Goal of the exercise = In the records below, find each line containing the word "tags" and copy it.

Provided data =
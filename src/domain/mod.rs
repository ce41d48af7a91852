//! Core domain types and logic.

pub mod bar;
pub mod catalog;
pub mod chart;
pub mod config_validation;
pub mod context;
pub mod dashboard;
pub mod error;
pub mod ranking;
pub mod reconcile;
pub mod record;
pub mod segment;
//! Concrete adapter implementations for ports.

pub mod bar_source;
pub mod eodhd_provider;
pub mod file_config_adapter;
#[cfg(feature = "postgres")]
pub mod postgres_adapter;
#[cfg(feature = "sqlite")]
pub mod sqlite_adapter;
pub mod svg_chart;
#[cfg(feature = "web")]
pub mod web;
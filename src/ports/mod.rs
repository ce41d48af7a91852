//! Port traits the domain depends on.

pub mod chart_port;
pub mod config_port;
pub mod data_port;
pub mod provider_port;
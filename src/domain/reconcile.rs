//! Time-series reconciliation.
//!
//! Local bars are authoritative. When the store is short, a remote window is
//! requested and only dates absent locally are blended in.

use crate::domain::bar::Bar;
use crate::domain::error::ScopeError;
use crate::domain::segment::MarketSegment;
use crate::ports::data_port::BarPort;
use crate::ports::provider_port::ProviderPort;
use chrono::{Days, NaiveDate};
use serde::Serialize;
use std::collections::BTreeMap;
use tracing::{debug, warn};

pub const DEFAULT_BAR_LIMIT: usize = 200;
pub const MAX_BAR_LIMIT: usize = 5000;

#[derive(Debug, Clone, Copy, PartialEq, Eq, Serialize)]
#[serde(rename_all = "lowercase")]
pub enum Source {
    Database,
    Provider,
    None,
}

impl Source {
    pub fn as_str(&self) -> &'static str {
        match self {
            Source::Database => "database",
            Source::Provider => "provider",
            Source::None => "none",
        }
    }
}

#[derive(Debug, Clone, PartialEq)]
pub struct ReconciledSeries {
    pub bars: Vec<Bar>,
    pub source: Source,
}

/// Calendar window wide enough to hold `desired` trading days.
pub fn provider_window(today: NaiveDate, desired: usize) -> (NaiveDate, NaiveDate) {
    let span = (desired as u64).saturating_mul(2);
    let from = today.checked_sub_days(Days::new(span)).unwrap_or(NaiveDate::MIN);
    (from, today)
}

/// Merge `remote` into `local` (local wins on date conflicts), sort ascending
/// and keep the most recent `desired` bars. Returns the merged bars and how
/// many remote bars survived the truncation.
pub fn merge_bars(local: Vec<Bar>, remote: Vec<Bar>, desired: usize) -> (Vec<Bar>, usize) {
    let mut merged: BTreeMap<NaiveDate, (Bar, bool)> = BTreeMap::new();
    for bar in remote {
        merged.insert(bar.date, (bar, true));
    }
    for bar in local {
        merged.insert(bar.date, (bar, false));
    }

    let skip = merged.len().saturating_sub(desired);
    let mut remote_kept = 0;
    let bars: Vec<Bar> = merged
        .into_values()
        .skip(skip)
        .map(|(bar, is_remote)| {
            if is_remote {
                remote_kept += 1;
            }
            bar
        })
        .collect();
    (bars, remote_kept)
}

/// Produce up to `desired` most recent bars for one instrument.
///
/// A store failure is fatal. A provider failure (or a missing provider) is
/// logged and the local bars are served alone.
pub async fn get_bars<S: BarPort + ?Sized>(
    store: &S,
    provider: Option<&dyn ProviderPort>,
    instrument: &str,
    segment: MarketSegment,
    desired: usize,
    today: NaiveDate,
) -> Result<ReconciledSeries, ScopeError> {
    let local = store.fetch_recent_bars(instrument, segment, desired)?;

    let remote = if local.len() < desired {
        match provider {
            Some(provider) => {
                let (from, to) = provider_window(today, desired);
                debug!(
                    instrument,
                    %segment,
                    local = local.len(),
                    desired,
                    %from,
                    %to,
                    "store short of bars, asking provider"
                );
                match provider.fetch_daily_bars(instrument, segment, from, to).await {
                    Ok(bars) => bars,
                    Err(e) => {
                        warn!(instrument, %segment, error = %e, "provider fetch failed, serving local bars");
                        Vec::new()
                    }
                }
            }
            None => Vec::new(),
        }
    } else {
        Vec::new()
    };

    let (bars, remote_kept) = merge_bars(local, remote, desired);
    let source = if bars.is_empty() {
        Source::None
    } else if remote_kept > 0 {
        Source::Provider
    } else {
        Source::Database
    };

    Ok(ReconciledSeries { bars, source })
}
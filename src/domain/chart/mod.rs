//! Chart lifecycle controller.
//!
//! Owns the rendering surface of one detail panel across open/close cycles.
//! The presentation layer only reports events (`open`, `mount`, `unmount`,
//! selection changes, `close`); the controller sequences renderer loading,
//! data fetches and data application on the current thread's `LocalSet`.
//!
//! Guarantees:
//! - at most one session is `Initializing` or `Ready` at a time;
//! - an initialization that completes after its session was torn down
//!   disposes of what it built;
//! - a fetch response is dropped unless its epoch is still current;
//! - the resize observer lives exactly as long as the `Ready` session.

pub mod series;
pub mod session;

pub use series::{summarize, SeriesData, SeriesSummary};
pub use session::{ChartSession, LifecyclePhase};

use crate::domain::context::{PanelRequest, Timeframe};
use crate::domain::error::ChartError;
use crate::ports::chart_port::{
    BarSource, ChartBackend, ChartModule, ChartSurface, ContainerHost, ContainerId, SeriesHandle,
    Size,
};
use std::cell::RefCell;
use std::rc::Rc;
use std::time::Duration;
use tokio::sync::watch;
use tracing::{debug, error, warn};

#[derive(Debug, Clone, Copy, PartialEq, Eq)]
pub struct ChartSettings {
    /// Retries after the first failed attempt to apply data.
    pub apply_retry_limit: u32,
    pub apply_retry_backoff: Duration,
}

impl Default for ChartSettings {
    fn default() -> Self {
        Self {
            apply_retry_limit: 5,
            apply_retry_backoff: Duration::from_millis(200),
        }
    }
}

#[derive(Debug, Clone, Copy, PartialEq, Eq)]
pub enum ChartDataState {
    /// Nothing to show.
    Empty,
    /// Data fetched, waiting for a ready surface.
    Pending,
    Applied,
    /// Rendering failed; the panel stays usable without a chart.
    Unavailable,
}
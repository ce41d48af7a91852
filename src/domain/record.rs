//! Indicator records and instrument metadata as read from the store.

use crate::domain::catalog::IndicatorDef;
use crate::domain::error::ScopeError;
use crate::domain::segment::MarketSegment;
use serde::{Deserialize, Serialize};
use std::collections::BTreeMap;

/// One row of a segment's indicator table.
///
/// Only columns present in the segment schema can appear here; the adapters
/// build records by walking [`SegmentSchema`](crate::domain::segment::SegmentSchema)
/// columns, never by introspecting arbitrary row keys.
#[derive(Debug, Clone, PartialEq)]
pub struct IndicatorRecord {
    pub instrument: String,
    pub display_name: Option<String>,
    pub segment: MarketSegment,
    /// Non-null numeric columns (values and ranks).
    pub numeric: BTreeMap<&'static str, f64>,
    /// Non-null tag columns.
    pub tags: BTreeMap<&'static str, String>,
}

/// The reading of one indicator for one record.
#[derive(Debug, Clone, PartialEq)]
pub struct FieldReading {
    pub value: Option<f64>,
    pub rank: Option<u32>,
    pub extreme: Option<String>,
}

impl IndicatorRecord {
    pub fn new(instrument: impl Into<String>, segment: MarketSegment) -> Self {
        Self {
            instrument: instrument.into(),
            display_name: None,
            segment,
            numeric: BTreeMap::new(),
            tags: BTreeMap::new(),
        }
    }

    /// Read an indicator through the segment schema.
    ///
    /// A value column the schema lacks is a `SchemaGap`; rank and extreme
    /// columns the schema lacks simply read as `None`.
    pub fn field(&self, def: &IndicatorDef) -> Result<FieldReading, ScopeError> {
        let schema = self.segment.schema();
        schema.require(self.segment, def.value_column)?;

        let rank = def
            .rank_column
            .filter(|c| schema.has_column(c))
            .and_then(|c| self.numeric.get(c))
            .and_then(|r| rank_from_f64(*r));
        let extreme = def
            .extreme_column
            .filter(|c| schema.has_column(c))
            .and_then(|c| self.tags.get(c).cloned());

        Ok(FieldReading {
            value: self.numeric.get(def.value_column).copied(),
            rank,
            extreme,
        })
    }

    pub fn value(&self, column: &str) -> Option<f64> {
        self.numeric.get(column).copied()
    }

    pub fn tag(&self, column: &str) -> Option<&str> {
        self.tags.get(column).map(String::as_str)
    }
}

/// Stored ranks are 1-based; anything else is treated as absent.
pub fn rank_from_f64(raw: f64) -> Option<u32> {
    if raw.is_finite() && raw >= 1.0 && raw <= u32::MAX as f64 {
        Some(raw as u32)
    } else {
        None
    }
}

#[derive(Debug, Clone, PartialEq, Serialize, Deserialize)]
#[serde(rename_all = "camelCase")]
pub struct InstrumentInfo {
    pub instrument: String,
    pub display_name: String,
    pub sector: Option<String>,
    pub industry: Option<String>,
    pub market_cap: Option<f64>,
    pub exchange: String,
}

Solution for this exercise =
    pub tags: BTreeMap<&'static str, String>,
            tags: BTreeMap::new(),
            .and_then(|c| self.tags.get(c).cloned());
        self.tags.get(column).map(String::as_str)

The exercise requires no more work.